### [Excerpted data]
------------------------------------

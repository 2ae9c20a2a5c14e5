//! Configuration files and environment overrides.
//!
//! A config directory holds up to three JSON files:
//! - `.feishu.config.json`: store credentials and table location ([`StoreConfig`])
//! - `.gemini.config.json`: completion endpoint and model ([`CompletionConfig`])
//! - `recordflow.json`: optional pass settings and prompt directory
//!
//! `FEISHU_APP_SECRET` and `COMPLETION_API_KEY` override the secrets from the
//! files. A missing store secret is not a load error; the first credential
//! request reports it.

use crate::auth::BrokerSettings;
use crate::completion::Sampling;
use crate::errors::RecordflowError;
use crate::retry::RetryConfig;
use crate::stages::presets::IDENTITY_FIELD;
use crate::store::{ReaderConfig, TableRef};
use serde::de::DeserializeOwned;
use serde::{Deserialize, Serialize};
use std::path::{Path, PathBuf};
use std::time::Duration;
use tracing::{debug, info};

/// Store settings file.
pub const STORE_CONFIG_FILE: &str = ".feishu.config.json";
/// Completion settings file.
pub const COMPLETION_CONFIG_FILE: &str = ".gemini.config.json";
/// Optional pass settings file.
pub const PASS_CONFIG_FILE: &str = "recordflow.json";

/// Overrides `StoreConfig::app_secret`.
pub const APP_SECRET_ENV: &str = "FEISHU_APP_SECRET";
/// Overrides `CompletionConfig::api_key`.
pub const API_KEY_ENV: &str = "COMPLETION_API_KEY";

fn default_store_base_url() -> String {
    "https://open.feishu.cn".to_string()
}

fn default_page_size() -> usize {
    100
}

fn default_page_delay_ms() -> u64 {
    500
}

fn default_token_validity_secs() -> u64 {
    7200
}

fn default_refresh_buffer_secs() -> u64 {
    300
}

fn default_identity_field() -> Option<String> {
    Some(IDENTITY_FIELD.to_string())
}

fn default_endpoint() -> String {
    "/v1/chat/completions".to_string()
}

fn default_timeout_secs() -> u64 {
    120
}

fn default_workers() -> usize {
    1
}

fn default_record_delay_ms() -> u64 {
    1000
}

/// Data store settings.
#[derive(Clone, PartialEq, Eq, Serialize, Deserialize)]
pub struct StoreConfig {
    /// Application id.
    pub app_id: String,
    /// Application secret. Usually supplied through the environment.
    #[serde(default)]
    pub app_secret: Option<String>,
    /// Bitable app token.
    pub app_token: String,
    /// Table id within the app.
    pub table_id: String,
    /// Open Platform origin.
    #[serde(default = "default_store_base_url")]
    pub base_url: String,
    /// Rows per listing page.
    #[serde(default = "default_page_size")]
    pub page_size: usize,
    /// Pause between listing pages.
    #[serde(default = "default_page_delay_ms")]
    pub page_delay_ms: u64,
    /// Validity assumed when the token endpoint reports none.
    #[serde(default = "default_token_validity_secs")]
    pub token_validity_secs: u64,
    /// How long before expiry the token is refreshed.
    #[serde(default = "default_refresh_buffer_secs")]
    pub refresh_buffer_secs: u64,
    /// Rows without this field are ignored. `null` keeps every row.
    #[serde(default = "default_identity_field")]
    pub identity_field: Option<String>,
}

impl std::fmt::Debug for StoreConfig {
    fn fmt(&self, f: &mut std::fmt::Formatter<'_>) -> std::fmt::Result {
        f.debug_struct("StoreConfig")
            .field("app_id", &self.app_id)
            .field("app_secret", &self.app_secret.as_ref().map(|_| "<redacted>"))
            .field("table", &self.table())
            .field("base_url", &self.base_url)
            .field("page_size", &self.page_size)
            .finish_non_exhaustive()
    }
}

impl StoreConfig {
    /// The configured table.
    #[must_use]
    pub fn table(&self) -> TableRef {
        TableRef::new(&self.app_token, &self.table_id)
    }

    /// Settings for the credential broker.
    #[must_use]
    pub fn broker_settings(&self) -> BrokerSettings {
        BrokerSettings {
            app_id: self.app_id.clone(),
            app_secret: self.app_secret.clone(),
            default_validity: Duration::from_secs(self.token_validity_secs),
            refresh_buffer: Duration::from_secs(self.refresh_buffer_secs),
        }
    }

    /// Settings for the paged reader.
    #[must_use]
    pub fn reader_config(&self) -> ReaderConfig {
        ReaderConfig {
            page_size: self.page_size,
            page_delay: Duration::from_millis(self.page_delay_ms),
            identity_field: self.identity_field.clone(),
        }
    }
}

/// Completion service settings.
#[derive(Clone, PartialEq, Serialize, Deserialize)]
pub struct CompletionConfig {
    /// Service origin.
    pub base_url: String,
    /// Path appended to `base_url`.
    #[serde(default = "default_endpoint")]
    pub endpoint: String,
    /// Model name sent with each request.
    pub model_id: String,
    /// Bearer key.
    #[serde(default)]
    pub api_key: Option<String>,
    /// Per-attempt timeout.
    #[serde(default = "default_timeout_secs")]
    pub timeout_secs: u64,
    /// Default sampling; stages may override it.
    #[serde(default)]
    pub sampling: Sampling,
    /// Attempts and fixed delays.
    #[serde(default)]
    pub retry: RetryConfig,
    /// System message sent before every prompt.
    #[serde(default)]
    pub system_prompt: Option<String>,
}

impl std::fmt::Debug for CompletionConfig {
    fn fmt(&self, f: &mut std::fmt::Formatter<'_>) -> std::fmt::Result {
        f.debug_struct("CompletionConfig")
            .field("base_url", &self.base_url)
            .field("endpoint", &self.endpoint)
            .field("model_id", &self.model_id)
            .field("api_key", &self.api_key.as_ref().map(|_| "<redacted>"))
            .field("timeout_secs", &self.timeout_secs)
            .field("retry", &self.retry)
            .finish_non_exhaustive()
    }
}

impl CompletionConfig {
    /// Per-attempt timeout.
    #[must_use]
    pub fn timeout(&self) -> Duration {
        Duration::from_secs(self.timeout_secs)
    }
}

/// Settings for one reconciliation pass.
#[derive(Debug, Clone, PartialEq, Eq, Serialize, Deserialize)]
pub struct PassConfig {
    /// Maximum incomplete records processed; `None` processes all of them.
    #[serde(default)]
    pub limit: Option<usize>,
    /// Treat every record as incomplete.
    #[serde(default)]
    pub force_all: bool,
    /// Only produce fields that are missing. Ignored with `force_all`.
    #[serde(default)]
    pub missing_only: bool,
    /// Records processed concurrently.
    #[serde(default = "default_workers")]
    pub workers: usize,
    /// Minimum spacing between record starts.
    #[serde(default = "default_record_delay_ms")]
    pub record_delay_ms: u64,
}

impl Default for PassConfig {
    fn default() -> Self {
        Self {
            limit: None,
            force_all: false,
            missing_only: false,
            workers: default_workers(),
            record_delay_ms: default_record_delay_ms(),
        }
    }
}

impl PassConfig {
    /// Spacing between record starts.
    #[must_use]
    pub fn record_delay(&self) -> Duration {
        Duration::from_millis(self.record_delay_ms)
    }
}

#[derive(Debug, Default, Deserialize)]
struct LocalSettings {
    #[serde(default)]
    pass: PassConfig,
    #[serde(default)]
    prompts_dir: Option<PathBuf>,
}

/// Everything a run needs.
#[derive(Debug, Clone, PartialEq)]
pub struct AppConfig {
    /// Data store settings.
    pub store: StoreConfig,
    /// Completion service settings.
    pub completion: CompletionConfig,
    /// Pass settings.
    pub pass: PassConfig,
    /// Directory of `<stage>.md` prompt files, if any.
    pub prompts_dir: Option<PathBuf>,
}

impl AppConfig {
    /// Loads the config files from `dir` and applies environment overrides.
    ///
    /// # Errors
    ///
    /// `Configuration` if a required file is missing, unreadable or invalid.
    pub fn load(dir: &Path) -> Result<Self, RecordflowError> {
        let mut config = Self::load_files(dir)?;
        config.apply_env_with(|key| std::env::var(key).ok());
        config.validate()?;
        info!(
            dir = %dir.display(),
            table = %config.store.table(),
            model = %config.completion.model_id,
            "Configuration loaded"
        );
        Ok(config)
    }

    /// Loads the config files from `dir` without consulting the environment.
    ///
    /// # Errors
    ///
    /// `Configuration` if a required file is missing, unreadable or invalid.
    pub fn load_files(dir: &Path) -> Result<Self, RecordflowError> {
        let store: StoreConfig = read_json(&dir.join(STORE_CONFIG_FILE))?;
        let completion: CompletionConfig = read_json(&dir.join(COMPLETION_CONFIG_FILE))?;

        let local_path = dir.join(PASS_CONFIG_FILE);
        let local: LocalSettings = if local_path.is_file() {
            read_json(&local_path)?
        } else {
            debug!(path = %local_path.display(), "No pass settings file; using defaults");
            LocalSettings::default()
        };

        let prompts_dir = local.prompts_dir.map(|p| if p.is_relative() { dir.join(p) } else { p });
        Ok(Self {
            store,
            completion,
            pass: local.pass,
            prompts_dir,
        })
    }

    /// Replaces secrets with values from `lookup` when it has them.
    pub fn apply_env_with(&mut self, lookup: impl Fn(&str) -> Option<String>) {
        if let Some(secret) = lookup(APP_SECRET_ENV).filter(|s| !s.trim().is_empty()) {
            debug!(var = APP_SECRET_ENV, "Store secret taken from environment");
            self.store.app_secret = Some(secret);
        }
        if let Some(key) = lookup(API_KEY_ENV).filter(|s| !s.trim().is_empty()) {
            debug!(var = API_KEY_ENV, "Completion key taken from environment");
            self.completion.api_key = Some(key);
        }
    }

    /// Checks values that no later component would reject clearly.
    ///
    /// # Errors
    ///
    /// `Configuration` naming the first offending setting.
    pub fn validate(&self) -> Result<(), RecordflowError> {
        let required = [
            ("app_id", &self.store.app_id),
            ("app_token", &self.store.app_token),
            ("table_id", &self.store.table_id),
            ("base_url", &self.completion.base_url),
            ("model_id", &self.completion.model_id),
        ];
        if let Some((name, _)) = required.iter().find(|(_, v)| v.trim().is_empty()) {
            return Err(RecordflowError::configuration(format!("{name} must not be empty")));
        }
        if self.store.page_size == 0 {
            return Err(RecordflowError::configuration("page_size must be at least 1"));
        }
        if self.pass.workers == 0 {
            return Err(RecordflowError::configuration("workers must be at least 1"));
        }
        Ok(())
    }
}

fn read_json<T: DeserializeOwned>(path: &Path) -> Result<T, RecordflowError> {
    let text = std::fs::read_to_string(path)
        .map_err(|e| RecordflowError::configuration(format!("read {}: {e}", path.display())))?;
    serde_json::from_str(&text)
        .map_err(|e| RecordflowError::configuration(format!("parse {}: {e}", path.display())))
}

#[cfg(test)]
mod tests {
    use super::*;
    use pretty_assertions::assert_eq;
    use std::fs;

    fn write_required(dir: &Path) {
        fs::write(
            dir.join(STORE_CONFIG_FILE),
            r#"{"app_id": "cli_a1", "app_secret": "file-secret", "app_token": "bascn1", "table_id": "tbl1"}"#,
        )
        .unwrap();
        fs::write(
            dir.join(COMPLETION_CONFIG_FILE),
            r#"{"base_url": "https://llm.example.com", "endpoint": "/v1/chat/completions", "model_id": "gemini-2.5-pro", "api_key": "k"}"#,
        )
        .unwrap();
    }

    #[test]
    fn test_load_applies_defaults() {
        let dir = tempfile::tempdir().unwrap();
        write_required(dir.path());

        let config = AppConfig::load_files(dir.path()).unwrap();
        assert_eq!(config.store.table(), TableRef::new("bascn1", "tbl1"));
        assert_eq!(config.store.page_size, 100);
        assert_eq!(config.store.identity_field.as_deref(), Some("Demo名称"));
        assert_eq!(config.completion.timeout(), Duration::from_secs(120));
        assert_eq!(config.completion.retry.max_attempts, 3);
        assert_eq!(config.pass, PassConfig::default());
        assert_eq!(config.pass.record_delay(), Duration::from_secs(1));
        assert!(config.prompts_dir.is_none());
        assert!(config.validate().is_ok());
    }

    #[test]
    fn test_pass_settings_file() {
        let dir = tempfile::tempdir().unwrap();
        write_required(dir.path());
        fs::write(
            dir.path().join(PASS_CONFIG_FILE),
            r#"{"pass": {"limit": 5, "workers": 2, "missing_only": true}, "prompts_dir": "prompts"}"#,
        )
        .unwrap();

        let config = AppConfig::load_files(dir.path()).unwrap();
        assert_eq!(config.pass.limit, Some(5));
        assert_eq!(config.pass.workers, 2);
        assert!(config.pass.missing_only);
        assert_eq!(config.pass.record_delay_ms, 1000);
        assert_eq!(config.prompts_dir, Some(dir.path().join("prompts")));
    }

    #[test]
    fn test_env_overrides_secrets() {
        let dir = tempfile::tempdir().unwrap();
        write_required(dir.path());
        let mut config = AppConfig::load_files(dir.path()).unwrap();

        config.apply_env_with(|key| match key {
            APP_SECRET_ENV => Some("env-secret".to_string()),
            API_KEY_ENV => Some("   ".to_string()),
            _ => None,
        });
        assert_eq!(config.store.app_secret.as_deref(), Some("env-secret"));
        assert_eq!(config.completion.api_key.as_deref(), Some("k"));
    }

    #[test]
    fn test_missing_file_is_configuration_error() {
        let dir = tempfile::tempdir().unwrap();
        let err = AppConfig::load_files(dir.path()).unwrap_err();
        assert!(matches!(err, RecordflowError::Configuration(ref m) if m.contains(STORE_CONFIG_FILE)));
    }

    #[test]
    fn test_missing_secret_loads() {
        let dir = tempfile::tempdir().unwrap();
        write_required(dir.path());
        fs::write(
            dir.path().join(STORE_CONFIG_FILE),
            r#"{"app_id": "cli_a1", "app_token": "bascn1", "table_id": "tbl1"}"#,
        )
        .unwrap();
        let config = AppConfig::load_files(dir.path()).unwrap();
        assert!(config.store.app_secret.is_none());
        assert!(config.validate().is_ok());
    }

    #[test]
    fn test_validate_rejects_zero_workers() {
        let dir = tempfile::tempdir().unwrap();
        write_required(dir.path());
        let mut config = AppConfig::load_files(dir.path()).unwrap();
        config.pass.workers = 0;
        assert!(matches!(config.validate(), Err(RecordflowError::Configuration(_))));
    }

    #[test]
    fn test_debug_redacts_secrets() {
        let dir = tempfile::tempdir().unwrap();
        write_required(dir.path());
        let config = AppConfig::load_files(dir.path()).unwrap();
        let rendered = format!("{config:?}");
        assert!(!rendered.contains("file-secret"));
        assert!(rendered.contains("<redacted>"));
    }
}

------------------------------------

### [What to do]
Please give back, exactly as it stands above, the stretch from the line with "consulting the environment." through the line with "let local: LocalSettings", and no line outside it.

### [Response box]
    /// Loads the config files from `dir` without consulting the environment.
    ///
    /// # Errors
    ///
    /// `Configuration` if a required file is missing, unreadable or invalid.
    pub fn load_files(dir: &Path) -> Result<Self, RecordflowError> {
        let store: StoreConfig = read_json(&dir.join(STORE_CONFIG_FILE))?;
        let completion: CompletionConfig = read_json(&dir.join(COMPLETION_CONFIG_FILE))?;

        let local_path = dir.join(PASS_CONFIG_FILE);
        let local: LocalSettings = if local_path.is_file() {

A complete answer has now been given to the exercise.